→ Problem to work on: Beginning at the line that contains "ProtocolPhase, id: i32", transcribe every line up to the last one in the material below. Include no other lines.

- Opening Delimiter -

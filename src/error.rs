//! Error handling module
//!
//! Defines custom error types for the Cinder server.

use std::io;

use thiserror::Error;

use crate::protocol::ProtocolPhase;

/// Main error type for the Cinder server
#[derive(Error, Debug)]
pub enum ServerError {
    /// Network-related errors
    #[error("Network error: {0}")]
    Network(#[from] NetworkError),

    /// Protocol-related errors
    #[error("Protocol error: {0}")]
    Protocol(#[from] ProtocolError),

    /// Wire codec errors (framing, compression, message layout)
    #[error("Codec error: {0}")]
    Codec(#[from] CodecError),

    /// Pipeline mutation errors
    #[error("Pipeline error: {0}")]
    Pipeline(#[from] PipelineError),

    /// Cryptography errors
    #[error("Crypto error: {0}")]
    Crypto(#[from] CryptoError),

    /// Game logic errors
    #[error("Game error: {0}")]
    Game(#[from] GameError),

    /// I/O errors
    #[error("I/O error: {0}")]
    Io(#[from] io::Error),

    /// Generic internal error
    #[error("Internal error: {0}")]
    Internal(String),
}

impl ServerError {
    /// Whether this error leaves the session in a state that cannot be trusted.
    ///
    /// Protocol violations and codec failures tear the session down; anything
    /// else raised while handling a well-formed message is isolated to that
    /// message.
    pub fn is_fatal(&self) -> bool {
        matches!(
            self,
            ServerError::Protocol(_) | ServerError::Codec(_) | ServerError::Pipeline(_)
        )
    }
}

/// Network-specific errors
#[derive(Error, Debug)]
pub enum NetworkError {
    #[error("Connection closed")]
    ConnectionClosed,

    #[error("Too many connections from {0}")]
    TooManyConnections(String),
}

/// Protocol-specific errors
#[derive(Error, Debug)]
pub enum ProtocolError {
    #[error("Illegal phase transition from {from} to {to}")]
    IllegalPhaseTransition {
        from: ProtocolPhase,
        to: ProtocolPhase,
    },

    #[error("No codec set registered for phase {0}")]
    UnregisteredPhase(ProtocolPhase),

    #[error("Unknown handshake intent: {0}")]
    UnknownIntent(i32),

    #[error("Unexpected {message} in login state {actual} (expected {expected})")]
    UnexpectedLoginState {
        message: &'static str,
        expected: String,
        actual: String,
    },

    #[error("Unexpected message in phase {phase}: {message}")]
    UnexpectedMessage {
        phase: ProtocolPhase,
        message: &'static str,
    },

    #[error("Invalid verify token")]
    InvalidVerifyToken,

    #[error("Invalid shared secret length: {0}")]
    InvalidSharedSecret(usize),

    #[error("Identity already assigned")]
    IdentityAlreadyAssigned,

    #[error("No login has been started")]
    MissingIdentity,
}

/// Errors raised while framing, inflating or decoding wire data
#[derive(Error, Debug, Clone, PartialEq, Eq)]
pub enum CodecError {
    #[error("Insufficient data: expected {expected} bytes, got {actual}")]
    InsufficientData { expected: usize, actual: usize },

    #[error("VarInt is too big")]
    VarIntTooLong,

    #[error("Frame too large: {size} bytes (max: {max})")]
    FrameTooLarge { size: usize, max: usize },

    #[error("Empty frame")]
    EmptyFrame,

    #[error("Unknown message id {id:#04x} in phase {phase}")]
    UnknownMessage { phase: ProtocolPhase, id: i32 },

    #[error("{trailing} trailing bytes after message id {id:#04x}")]
    TrailingBytes { id: i32, trailing: usize },

    #[error("String too long: {actual} characters (max: {max})")]
    StringTooLong { max: usize, actual: usize },

    #[error("Invalid string encoding")]
    InvalidStringEncoding,

    #[error("Invalid value for field '{field}': {value}")]
    InvalidValue { field: &'static str, value: String },

    #[error("Badly compressed message: {0}")]
    Compression(String),

    #[error("Cannot encode {message} while in phase {phase}")]
    WrongPhase {
        phase: ProtocolPhase,
        message: &'static str,
    },
}

/// Pipeline mutation errors
#[derive(Error, Debug, Clone, PartialEq, Eq)]
pub enum PipelineError {
    #[error("No stage named '{0}'")]
    UnknownStage(String),

    #[error("Stage '{0}' is already installed")]
    DuplicateStage(String),
}

/// Cryptography errors
#[derive(Error, Debug)]
pub enum CryptoError {
    #[error("RSA error: {0}")]
    Rsa(#[from] rsa::Error),

    #[error("Public key encoding failed: {0}")]
    KeyEncoding(String),

    #[error("Invalid cipher key length: {0}")]
    InvalidKeyLength(usize),
}

/// Game collaborator errors
#[derive(Error, Debug)]
pub enum GameError {
    #[error("Player already online: {0}")]
    AlreadyOnline(String),

    #[error("Player not found: {0}")]
    PlayerNotFound(String),

    #[error("Invalid action: {0}")]
    InvalidAction(String),
}

/// Result type alias for Cinder operations
pub type Result<T> = std::result::Result<T, ServerError>;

- Closing Delimiter -

→ Answer to this problem:
    UnknownMessage { phase: ProtocolPhase, id: i32 },

    #[error("{trailing} trailing bytes after message id {id:#04x}")]
    TrailingBytes { id: i32, trailing: usize },

    #[error("String too long: {actual} characters (max: {max})")]
    StringTooLong { max: usize, actual: usize },

    #[error("Invalid string encoding")]
    InvalidStringEncoding,

    #[error("Invalid value for field '{field}': {value}")]
    InvalidValue { field: &'static str, value: String },

    #[error("Badly compressed message: {0}")]
    Compression(String),

    #[error("Cannot encode {message} while in phase {phase}")]
    WrongPhase {
        phase: ProtocolPhase,
        message: &'static str,
    },
}

/// Pipeline mutation errors
#[derive(Error, Debug, Clone, PartialEq, Eq)]
pub enum PipelineError {
    #[error("No stage named '{0}'")]
    UnknownStage(String),

    #[error("Stage '{0}' is already installed")]
    DuplicateStage(String),
}

/// Cryptography errors
#[derive(Error, Debug)]
pub enum CryptoError {
    #[error("RSA error: {0}")]
    Rsa(#[from] rsa::Error),

    #[error("Public key encoding failed: {0}")]
    KeyEncoding(String),

    #[error("Invalid cipher key length: {0}")]
    InvalidKeyLength(usize),
}

/// Game collaborator errors
#[derive(Error, Debug)]
pub enum GameError {
    #[error("Player already online: {0}")]
    AlreadyOnline(String),

    #[error("Player not found: {0}")]
    PlayerNotFound(String),

    #[error("Invalid action: {0}")]
    InvalidAction(String),
}

/// Result type alias for Cinder operations
pub type Result<T> = std::result::Result<T, ServerError>;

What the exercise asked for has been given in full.